● Aim of the exercise
The answer must be the complete listing, reproduced exactly.

====== Exercise data

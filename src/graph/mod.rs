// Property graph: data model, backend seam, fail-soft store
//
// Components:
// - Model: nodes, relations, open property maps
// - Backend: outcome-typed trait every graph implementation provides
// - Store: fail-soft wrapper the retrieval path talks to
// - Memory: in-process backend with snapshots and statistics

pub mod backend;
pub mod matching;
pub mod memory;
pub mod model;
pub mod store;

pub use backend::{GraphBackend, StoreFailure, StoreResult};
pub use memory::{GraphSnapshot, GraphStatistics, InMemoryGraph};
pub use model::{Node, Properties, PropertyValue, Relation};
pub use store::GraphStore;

============

● Expected output
filename src/graph/mod.rs
// Property graph: data model, backend seam, fail-soft store
//
// Components:
// - Model: nodes, relations, open property maps
// - Backend: outcome-typed trait every graph implementation provides
// - Store: fail-soft wrapper the retrieval path talks to
// - Memory: in-process backend with snapshots and statistics

pub mod backend;
pub mod matching;
pub mod memory;
pub mod model;
pub mod store;

pub use backend::{GraphBackend, StoreFailure, StoreResult};
pub use memory::{GraphSnapshot, GraphStatistics, InMemoryGraph};
pub use model::{Node, Properties, PropertyValue, Relation};
pub use store::GraphStore;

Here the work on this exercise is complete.